Task prompt:
Scan the entries below. Report each line where the string "from" occurs.

"""

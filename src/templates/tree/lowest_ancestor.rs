//! Lowest common ancestor queries, answered by walking both nodes up.

use crate::graph::{read_tree_edges, root_at};
use crate::templates::prelude::*;

pub struct LowestAncestor;

static INFO: TemplateInfo = TemplateInfo {
    id: "11437",
    title: "LCA",
    category: Category::Tree,
    input: &[
        Field::int("n"),
        Field::int("edge").repeat("2 * (n - 1)"),
        Field::int("m"),
        Field::int("pair").repeat("2 * m"),
    ],
    output: &[Field::int("ancestor").repeat("m")],
    constraints: &["2 <= n <= 50000", "1 <= m <= 10000", "the tree is rooted at 1"],
    samples: &[Sample {
        input: "15\n1 2\n1 3\n2 4\n3 7\n6 2\n3 8\n4 9\n2 5\n5 11\n7 13\n10 4\n11 15\n12 5\n14 7\n6\n6 11\n10 9\n2 6\n7 6\n8 13\n8 15\n",
        output: "2\n4\n2\n1\n3\n1\n",
    }],
};

#[derive(Debug, Clone)]
pub struct Input {
    pub adj: Vec<Vec<usize>>,
    pub pairs: Vec<(usize, usize)>,
}

impl Template for LowestAncestor {
    type Input = Input;
    type Output = Vec<usize>;

    fn info(&self) -> &'static TemplateInfo {
        &INFO
    }

    fn parse(&self, sc: &mut Scanner<'_>) -> Result<Input, InputError> {
        let n = sc.next_in("n", 2..=50_000usize)?;
        let adj = read_tree_edges(sc, "edge", n)?;
        let m = sc.next_in("m", 1..=10_000usize)?;
        let pairs = (0..m)
            .map(|_| Ok((sc.next_in("pair", 1..=n)?, sc.next_in("pair", 1..=n)?)))
            .collect::<Result<_, InputError>>()?;
        Ok(Input { adj, pairs })
    }

    fn solve(&self, input: &Input) -> Vec<usize> {
        let (parent, depth) = root_at(&input.adj, 1);
        // the root is its own parent
        let parent: Vec<usize> = parent.iter().enumerate().map(|(v, p)| p.unwrap_or(v)).collect();
        input
            .pairs
            .iter()
            .map(|&(mut a, mut b)| {
                while depth[a] > depth[b] {
                    a = parent[a];
                }
                while depth[b] > depth[a] {
                    b = parent[b];
                }
                while a != b {
                    a = parent[a];
                    b = parent[b];
                }
                a
            })
            .collect()
    }

    fn render(&self, output: &Vec<usize>, out: &mut String) {
        for v in output {
            push_line(out, [v]);
        }
    }
}
//! Run programs of the AC language, where `R` reverses the array and `D`
//! drops its first element, reporting `error` on dropping from an empty one.
//!
//! The array is never reversed in place: a direction flag decides which end
//! `D` drops from and in which order the result is printed.

use std::collections::VecDeque;

use crate::scanner::check_range;
use crate::templates::prelude::*;

pub struct AcLanguage;

static INFO: TemplateInfo = TemplateInfo {
    id: "5430",
    title: "AC",
    category: Category::String,
    input: &[
        Field::int("t"),
        Field::word("program").repeat("t"),
        Field::int("n").repeat("t"),
        Field::word("array").repeat("t"),
    ],
    output: &[Field::word("result").repeat("t")],
    constraints: &[
        "1 <= t <= 100",
        "program is 1 to 100000 letters over R and D",
        "0 <= n <= 100000, array is `[x1,...,xn]` with 1 <= x <= 100",
    ],
    samples: &[Sample {
        input: "4\nRDD\n4\n[1,2,3,4]\nDD\n1\n[42]\nRRD\n6\n[1,1,2,3,5,8]\nD\n0\n[]\n",
        output: "[2,1]\nerror\n[1,2,3,5,8]\nerror\n",
    }],
};

#[derive(Debug, Clone, Copy, PartialEq, Eq)]
pub enum Op {
    Reverse,
    Drop,
}

#[derive(Debug, Clone)]
pub struct Case {
    pub program: Vec<Op>,
    pub array: Vec<u32>,
}

fn parse_array(sc: &mut Scanner<'_>, n: usize) -> Result<Vec<u32>, InputError> {
    let token = sc.token("array")?;
    let inner = token
        .strip_prefix('[')
        .and_then(|t| t.strip_suffix(']'))
        .ok_or_else(|| InputError::constraint("array", "expected `[...]`"))?;
    let values: Vec<u32> = if inner.is_empty() {
        Vec::new()
    } else {
        inner
            .split(',')
            .map(|v| {
                let x = v.parse().map_err(|_| InputError::Invalid {
                    field: "array",
                    token: v.to_string(),
                })?;
                check_range("array", x, &(1..=100))
            })
            .collect::<Result<_, _>>()?
    };
    if values.len() != n {
        return Err(InputError::constraint("array", format!("expected {n} values, got {}", values.len())));
    }
    Ok(values)
}

fn run(case: &Case) -> Option<Vec<u32>> {
    let mut deque: VecDeque<u32> = case.array.iter().copied().collect();
    let mut forward = true;
    for op in &case.program {
        match op {
            Op::Reverse => forward = !forward,
            Op::Drop if forward => {
                deque.pop_front()?;
            }
            Op::Drop => {
                deque.pop_back()?;
            }
        }
    }
    Some(if forward {
        deque.into_iter().collect()
    } else {
        deque.into_iter().rev().collect()
    })
}

impl Template for AcLanguage {
    type Input = Vec<Case>;
    type Output = Vec<Option<Vec<u32>>>;

    fn info(&self) -> &'static TemplateInfo {
        &INFO
    }

    fn parse(&self, sc: &mut Scanner<'_>) -> Result<Vec<Case>, InputError> {
        let t = sc.next_in("t", 1..=100usize)?;
        (0..t)
            .map(|_| {
                let program = sc
                    .word_of("program", |b| b == b'R' || b == b'D')?
                    .bytes()
                    .map(|b| if b == b'R' { Op::Reverse } else { Op::Drop })
                    .collect::<Vec<_>>();
                if program.len() > 100_000 {
                    return Err(InputError::constraint("program", "longer than 100000 operations"));
                }
                let n = sc.next_in("n", 0..=100_000usize)?;
                let array = parse_array(sc, n)?;
                Ok(Case { program, array })
            })
            .collect()
    }

    fn solve(&self, cases: &Vec<Case>) -> Vec<Option<Vec<u32>>> {
        cases.iter().map(run).collect()
    }

    fn render(&self, output: &Vec<Option<Vec<u32>>>, out: &mut String) {
        for result in output {
            match result {
                Some(values) => {
                    let body: Vec<String> = values.iter().map(u32::to_string).collect();
                    push_line(out, [format!("[{}]", body.join(","))]);
                }
                None => push_line(out, ["error"]),
            }
        }
    }
}
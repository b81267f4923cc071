//! Most sushi kinds eaten from `k` consecutive plates on a circular belt,
//! counting the free coupon dish when it is not already in the window.

use crate::templates::prelude::*;

pub struct RotatingSushi;

static INFO: TemplateInfo = TemplateInfo {
    id: "2531",
    title: "Rotating sushi",
    category: Category::Implementation,
    input: &[
        Field::int("n"),
        Field::int("d"),
        Field::int("k"),
        Field::int("c"),
        Field::int("plate").repeat("n"),
    ],
    output: &[Field::int("kinds")],
    constraints: &["2 <= n <= 30000", "2 <= d <= 3000", "2 <= k <= min(3000, n)", "1 <= c, plate <= d"],
    samples: &[
        Sample {
            input: "8 30 4 30\n7\n9\n7\n30\n2\n7\n9\n25\n",
            output: "5\n",
        },
        Sample {
            input: "8 50 4 7\n2\n7\n9\n25\n7\n9\n7\n30\n",
            output: "4\n",
        },
    ],
};

#[derive(Debug, Clone)]
pub struct Input {
    pub kinds: usize,
    pub window: usize,
    pub coupon: usize,
    pub plates: Vec<usize>,
}

impl Template for RotatingSushi {
    type Input = Input;
    type Output = usize;

    fn info(&self) -> &'static TemplateInfo {
        &INFO
    }

    fn parse(&self, sc: &mut Scanner<'_>) -> Result<Input, InputError> {
        let n = sc.next_in("n", 2..=30_000usize)?;
        let kinds = sc.next_in("d", 2..=3000usize)?;
        let window = sc.next_in("k", 2..=3000usize.min(n))?;
        let coupon = sc.next_in("c", 1..=kinds)?;
        let plates = sc.values_in("plate", n, 1..=kinds)?;
        Ok(Input {
            kinds,
            window,
            coupon,
            plates,
        })
    }

    fn solve(&self, input: &Input) -> usize {
        let n = input.plates.len();
        let mut eaten = vec![0usize; input.kinds + 1];
        let mut distinct = 0;
        let at = |i: usize| input.plates[i % n];
        for i in 0..input.window {
            eaten[at(i)] += 1;
            if eaten[at(i)] == 1 {
                distinct += 1;
            }
        }
        let mut best = 0;
        for start in 0..n {
            let bonus = usize::from(eaten[input.coupon] == 0);
            best = best.max(distinct + bonus);
            // slide: drop plate `start`, take plate `start + window`
            eaten[at(start)] -= 1;
            if eaten[at(start)] == 0 {
                distinct -= 1;
            }
            let next = at(start + input.window);
            eaten[next] += 1;
            if eaten[next] == 1 {
                distinct += 1;
            }
        }
        best
    }

    fn render(&self, output: &usize, out: &mut String) {
        push_line(out, [output]);
    }
}
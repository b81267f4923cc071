//! Lexicographically smallest string built by placing each card at either
//! end of a deque, in draw order.

use std::collections::VecDeque;

use crate::templates::prelude::*;

pub struct CardString;

static INFO: TemplateInfo = TemplateInfo {
    id: "13417",
    title: "Card string",
    category: Category::Greedy,
    input: &[
        Field::int("t"),
        Field::int("n").repeat("t"),
        Field::word("card").repeat("n"),
    ],
    output: &[Field::word("string").repeat("t")],
    constraints: &["1 <= t", "1 <= n <= 1000", "card is a single uppercase letter"],
    samples: &[Sample {
        input: "3\n3\nM K U\n5\nA S D F G\n7\nB A C A B A C\n",
        output: "KMU\nASDFG\nAAABCBC\n",
    }],
};

impl Template for CardString {
    type Input = Vec<Vec<u8>>;
    type Output = Vec<String>;

    fn info(&self) -> &'static TemplateInfo {
        &INFO
    }

    fn parse(&self, sc: &mut Scanner<'_>) -> Result<Vec<Vec<u8>>, InputError> {
        let t = sc.next_in("t", 1..=100_000usize)?;
        (0..t)
            .map(|_| {
                let n = sc.next_in("n", 1..=1000usize)?;
                (0..n)
                    .map(|_| {
                        let card = sc.word_of_len("card", 1)?;
                        match card.as_bytes()[0] {
                            b @ b'A'..=b'Z' => Ok(b),
                            _ => Err(InputError::constraint("card", "expected an uppercase letter")),
                        }
                    })
                    .collect()
            })
            .collect()
    }

    fn solve(&self, cases: &Vec<Vec<u8>>) -> Vec<String> {
        cases
            .iter()
            .map(|cards| {
                let mut dq = VecDeque::with_capacity(cards.len());
                for &c in cards {
                    match dq.front() {
                        Some(&front) if c > front => dq.push_back(c),
                        _ => dq.push_front(c),
                    }
                }
                dq.into_iter().map(char::from).collect()
            })
            .collect()
    }

    fn render(&self, output: &Vec<String>, out: &mut String) {
        for s in output {
            push_line(out, [s]);
        }
    }
}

"""

Response below:
//! drops its first element, reporting `error` on dropping from an empty one.
//! `D` drops from and in which order the result is printed.
//! Most sushi kinds eaten from `k` consecutive plates on a circular belt,
            let bonus = usize::from(eaten[input.coupon] == 0);
                dq.into_iter().map(char::from).collect()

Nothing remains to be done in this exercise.